Van Busch did not pant to make the acquaintance of the Military Authorities. He thanked the impulsive Lady Hannah, but made haste to climb back into the train. The big pink officer recognised the object of his search, and strode down the platform bellowing a welcome. As Lady Hannah waved in reply, the Johannesburger made a long arm from the window, and thrust a pencil-scrawled card into the tiny gloved hand.

"S's'h! Shove that away somewhere safe," said Van Busch, in a thrillingly mysterious whisper; "and, remember, any time you want to learn the lay of the land and follow up the spoor of movements on the quiet, that Van Busch, of the British South African Secret War-Intelligence-Bureau, is the man to put you on. A line to that address, care of W. Bough, will always get me. And with nerve and josh like yours, and plenty of money for palm-oil…" His greedy mouth made a grinning red gash in the smug brown face with the fine whiskers of blackish-brown. His cold eyes scintillated and twinkled unspeakable things at the little lady as the train carried him away.

Assuredly Van Busch understood women no less thoroughly than his near relative, Bough. He knew that you could bait for and catch the sex with things that were not tangible. Men wanted to be made sure of money or money's worth. And for the co-operation of P. Blinders in the adroit little game by which the German drummer's refugee-widow who stayed at Kink's Hotel, and only went out after dark, had been relieved of a handsome sum, Van Busch had had to part with nearly one-third of the swag.

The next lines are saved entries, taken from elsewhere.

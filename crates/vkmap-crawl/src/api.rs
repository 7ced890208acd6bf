//! Remote API transport.
//!
//! The crawler only needs `call(method, params) -> payload`. `HttpTransport`
//! provides it over reqwest: an HTTP GET against `{base_url}{method}` carrying
//! the access token and API version, bounded by a per-request timeout.

use std::time::Duration;

use async_trait::async_trait;
use reqwest::{Client, Url};

use crate::config::VkSettings;
use crate::dto::decode_envelope;
use crate::error::{CrawlError, FetchError, Result};

/// Query parameters of a single call, excluding credentials.
pub type Params = Vec<(&'static str, String)>;

/// A source of API payloads.
#[async_trait]
pub trait ApiTransport: Send + Sync {
    /// Invoke `method` and return the unwrapped `response` payload.
    async fn call(
        &self,
        method: &str,
        params: &Params,
    ) -> std::result::Result<serde_json::Value, FetchError>;
}

/// reqwest-backed transport for the VK API.
pub struct HttpTransport {
    client: Client,
    base_url: Url,
    access_token: String,
    api_version: String,
}

impl HttpTransport {
    /// Build a transport from settings.
    pub fn new(settings: &VkSettings) -> Result<Self> {
        let mut base_url = Url::parse(&settings.base_url)
            .map_err(|e| CrawlError::Config(format!("invalid vk.base_url: {e}")))?;
        // `join` replaces the last segment unless the path ends in '/'.
        if !base_url.path().ends_with('/') {
            let path = format!("{}/", base_url.path());
            base_url.set_path(&path);
        }
        if settings.access_token.is_empty() {
            tracing::warn!("No access token configured; the API will reject most calls");
        }

        let client = Client::builder()
            .timeout(Duration::from_secs(settings.timeout_secs))
            .build()
            .map_err(|e| CrawlError::Config(format!("failed to create HTTP client: {e}")))?;

        Ok(Self {
            client,
            base_url,
            access_token: settings.access_token.clone(),
            api_version: settings.api_version.clone(),
        })
    }

    fn method_url(&self, method: &str) -> std::result::Result<Url, FetchError> {
        self.base_url
            .join(method)
            .map_err(|e| FetchError::Network(format!("invalid method {method}: {e}")))
    }
}

#[async_trait]
impl ApiTransport for HttpTransport {
    async fn call(
        &self,
        method: &str,
        params: &Params,
    ) -> std::result::Result<serde_json::Value, FetchError> {
        let url = self.method_url(method)?;
        tracing::debug!(method, "API call");

        let response = self
            .client
            .get(url)
            .query(params)
            .query(&[
                ("access_token", self.access_token.as_str()),
                ("v", self.api_version.as_str()),
            ])
            .send()
            .await
            .map_err(map_transport_error)?;

        let status = response.status();
        let body = response.bytes().await.map_err(map_transport_error)?;
        if !status.is_success() {
            return Err(FetchError::Network(format!(
                "{method} returned status {}",
                status.as_u16()
            )));
        }

        decode_envelope(&body)
    }
}

fn map_transport_error(error: reqwest::Error) -> FetchError {
    // Strip the URL: it carries the access token.
    let error = error.without_url();
    if error.is_timeout() {
        FetchError::Timeout(error.to_string())
    } else {
        FetchError::Network(error.to_string())
    }
}
//! Configuration for the vkmap crawler.
//!
//! Loaded from (in priority order):
//! 1. Environment variables (`VKMAP__` prefix, `__` separator)
//! 2. Config file (`vkmap.toml` by default)
//! 3. Defaults
//!
//! The access token additionally falls back to `VK_ACCESS_TOKEN`.

use serde::Deserialize;
use vkmap_graph::GraphConfig;

use crate::error::{CrawlError, Result};

/// Environment variable consulted when no token is configured.
pub const ACCESS_TOKEN_ENV: &str = "VK_ACCESS_TOKEN";

/// Largest page the API hands out for followers and subscriptions.
pub const MAX_PAGE_SIZE: u32 = 100;

/// Top-level configuration.
#[derive(Debug, Clone, Default, Deserialize)]
pub struct AppConfig {
    #[serde(default)]
    pub vk: VkSettings,

    #[serde(default)]
    pub crawl: CrawlSettings,

    #[serde(default)]
    pub neo4j: GraphConfig,
}

/// Remote API access settings.
#[derive(Clone, Deserialize)]
pub struct VkSettings {
    /// Access credential sent with every call.
    #[serde(default)]
    pub access_token: String,

    /// Base endpoint; the method name is appended to it.
    #[serde(default = "default_base_url")]
    pub base_url: String,

    /// Value of the `v` parameter.
    #[serde(default = "default_api_version")]
    pub api_version: String,

    /// Per-request timeout in seconds.
    #[serde(default = "default_timeout_secs")]
    pub timeout_secs: u64,

    /// Items requested per follower/subscription page (at most 100).
    #[serde(default = "default_page_size")]
    pub page_size: u32,
}

impl VkSettings {
    /// The configured page size clamped to what one API page can hold.
    pub fn effective_page_size(&self) -> u32 {
        self.page_size.clamp(1, MAX_PAGE_SIZE)
    }
}

impl std::fmt::Debug for VkSettings {
    fn fmt(&self, f: &mut std::fmt::Formatter<'_>) -> std::fmt::Result {
        let token = if self.access_token.is_empty() {
            "<unset>"
        } else {
            "<redacted>"
        };
        f.debug_struct("VkSettings")
            .field("access_token", &token)
            .field("base_url", &self.base_url)
            .field("api_version", &self.api_version)
            .field("timeout_secs", &self.timeout_secs)
            .field("page_size", &self.page_size)
            .finish()
    }
}

/// Traversal settings.
#[derive(Debug, Clone, Deserialize)]
pub struct CrawlSettings {
    /// Depth bound: nodes at this distance from the seed are written but not expanded.
    #[serde(default = "default_max_depth")]
    pub max_depth: u32,

    /// Skip expanding a node that was already expanded on another path.
    #[serde(default)]
    pub dedupe: bool,
}

fn default_base_url() -> String {
    "https://api.vk.com/method/".to_string()
}

fn default_api_version() -> String {
    "5.131".to_string()
}

fn default_timeout_secs() -> u64 {
    5
}

fn default_page_size() -> u32 {
    MAX_PAGE_SIZE
}

fn default_max_depth() -> u32 {
    2
}

impl Default for VkSettings {
    fn default() -> Self {
        Self {
            access_token: String::new(),
            base_url: default_base_url(),
            api_version: default_api_version(),
            timeout_secs: default_timeout_secs(),
            page_size: default_page_size(),
        }
    }
}

impl Default for CrawlSettings {
    fn default() -> Self {
        Self {
            max_depth: default_max_depth(),
            dedupe: false,
        }
    }
}

impl AppConfig {
    /// Load configuration from `<file_prefix>.toml` (optional) and the environment.
    pub fn load(file_prefix: &str) -> Result<Self> {
        let cfg = config::Config::builder()
            .add_source(config::File::with_name(file_prefix).required(false))
            .add_source(
                config::Environment::with_prefix("VKMAP")
                    .separator("__")
                    .try_parsing(true),
            )
            .build()
            .map_err(|e| CrawlError::Config(e.to_string()))?;

        let mut app: AppConfig = cfg
            .try_deserialize()
            .map_err(|e| CrawlError::Config(e.to_string()))?;

        app.vk.access_token =
            resolve_token(&app.vk.access_token, std::env::var(ACCESS_TOKEN_ENV).ok());
        Ok(app)
    }
}

/// Prefer the configured token; otherwise use the legacy environment variable.
fn resolve_token(configured: &str, from_env: Option<String>) -> String {
    if configured.is_empty() {
        from_env.unwrap_or_default()
    } else {
        configured.to_string()
    }
}
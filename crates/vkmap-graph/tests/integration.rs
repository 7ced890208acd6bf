//! Integration tests for vkmap-graph against a live Neo4j instance.
//!
//! These tests need a Neo4j server reachable with the default `GraphConfig`.
//! Run with: cargo test --package vkmap-graph --test integration -- --ignored
//!
//! Skipped automatically if Neo4j is not available.

use vkmap_core::{EdgeLabel, GroupProfile, NodeKind, NodeRef, Sex, UserId, UserProfile};
use vkmap_graph::{GraphClient, GraphConfig};

async fn connect_or_skip() -> Option<GraphClient> {
    let config = GraphConfig::default();
    match GraphClient::connect(&config).await {
        Ok(client) => Some(client),
        Err(e) => {
            eprintln!("Skipping integration test (Neo4j not available): {e}");
            None
        }
    }
}

/// A random positive id so concurrent test runs don't collide.
fn unique_id() -> i64 {
    (uuid::Uuid::new_v4().as_u128() as i64) & i64::MAX
}

async fn cleanup(client: &GraphClient, ids: &[i64]) {
    let q = neo4rs::query("MATCH (n) WHERE n.id IN $ids DETACH DELETE n")
        .param("ids", ids.to_vec());
    let _ = client.run(q).await;
}

fn make_user(id: i64, name: &str) -> UserProfile {
    UserProfile {
        id: UserId(id),
        name: name.to_string(),
        screen_name: Some(format!("user{id}")),
        sex: Some(Sex::Female),
        home_town: Some("Kazan".to_string()),
        city: Some("Moscow".to_string()),
        followers_count: Some(12),
    }
}

#[tokio::test]
#[ignore = "requires live Neo4j"]
async fn test_upsert_user_is_idempotent() {
    let Some(client) = connect_or_skip().await else {
        return;
    };
    let id = unique_id();
    let user = make_user(id, "Anna Petrova");

    client.upsert_user(&user).await.unwrap();
    client.upsert_user(&user).await.unwrap();

    assert_eq!(client.count_nodes(NodeKind::User, id).await.unwrap(), 1);
    let record = client.get_node(NodeKind::User, id).await.unwrap();
    assert_eq!(
        record.properties.get("city").and_then(|v| v.as_str()),
        Some("Moscow")
    );
    assert_eq!(record.properties.get("sex").and_then(|v| v.as_i64()), Some(1));

    cleanup(&client, &[id]).await;
}

#[tokio::test]
#[ignore = "requires live Neo4j"]
async fn test_upsert_user_last_write_wins() {
    let Some(client) = connect_or_skip().await else {
        return;
    };
    let id = unique_id();

    client.upsert_user(&make_user(id, "Old Name")).await.unwrap();
    client.upsert_user(&make_user(id, "New Name")).await.unwrap();

    let record = client.get_node(NodeKind::User, id).await.unwrap();
    assert_eq!(
        record.properties.get("name").and_then(|v| v.as_str()),
        Some("New Name")
    );

    cleanup(&client, &[id]).await;
}

#[tokio::test]
#[ignore = "requires live Neo4j"]
async fn test_user_summary_keeps_profile_attributes() {
    let Some(client) = connect_or_skip().await else {
        return;
    };
    let id = unique_id();

    client.upsert_user(&make_user(id, "Anna Petrova")).await.unwrap();
    client
        .upsert_user_summary(UserId(id), "Anna P.", Some("anna"))
        .await
        .unwrap();

    let record = client.get_node(NodeKind::User, id).await.unwrap();
    assert_eq!(
        record.properties.get("name").and_then(|v| v.as_str()),
        Some("Anna P.")
    );
    assert_eq!(
        record.properties.get("home_town").and_then(|v| v.as_str()),
        Some("Kazan")
    );

    cleanup(&client, &[id]).await;
}

#[tokio::test]
#[ignore = "requires live Neo4j"]
async fn test_upsert_edge_creates_exactly_one() {
    let Some(client) = connect_or_skip().await else {
        return;
    };
    let from = unique_id();
    let to = unique_id();
    client.upsert_user(&make_user(from, "Origin")).await.unwrap();

    let target = NodeRef::user(UserId(to));
    client
        .upsert_edge(UserId(from), target, EdgeLabel::Follow)
        .await
        .unwrap();
    client
        .upsert_edge(UserId(from), target, EdgeLabel::Follow)
        .await
        .unwrap();

    assert_eq!(
        client
            .count_edges(UserId(from), target, EdgeLabel::Follow)
            .await
            .unwrap(),
        1
    );
    // The target was never upserted; the edge merge created a stub.
    assert_eq!(client.count_nodes(NodeKind::User, to).await.unwrap(), 1);

    cleanup(&client, &[from, to]).await;
}

#[tokio::test]
#[ignore = "requires live Neo4j"]
async fn test_subscription_to_group() {
    let Some(client) = connect_or_skip().await else {
        return;
    };
    let from = unique_id();
    let group_id = unique_id();

    client
        .upsert_group(&GroupProfile {
            id: group_id,
            name: "Chess Club".to_string(),
            screen_name: Some("chess".to_string()),
        })
        .await
        .unwrap();
    client
        .upsert_edge(UserId(from), NodeRef::group(group_id), EdgeLabel::SubscribedTo)
        .await
        .unwrap();

    let edges = client.outgoing_edges(UserId(from)).await.unwrap();
    assert_eq!(edges.len(), 1);
    assert_eq!(edges[0].rel_type, "SUBSCRIBED_TO");
    assert_eq!(edges[0].target_label, "Group");
    assert_eq!(edges[0].target_id, group_id);

    cleanup(&client, &[from, group_id]).await;
}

No wonder he felt and talked like a robbed man.

"All very well to talk," said P. Blinders, scratching his newest pimple, and looking with exaggerated moonish simplicity at nobody in particular through his large round magnifying spectacles. "But what could you have done without me, once the little Englishwoman smelled the porcupine in the barrel? When she drove out to your friend Bough's plaats at Haarsgrond in that spider, pretending she was your sister that had married a Duitscher drummer in Gueldersdorp, and buried him, and was afraid to be shut up in the stad with all those lustful rooineks, you thought it would be enough to tell her Staats Police or Transvaal burghers were after her to make her creep into a mousehole and pay you to keep her hid. And it did work nicely – for a while. Then the Englishwoman got angry – oh, very angry! – and told you things that were not nice. Either you should put her in the way of getting the information she wanted, or good-bye to her dear brother, Hendryk Van Busch, and his friend Bough."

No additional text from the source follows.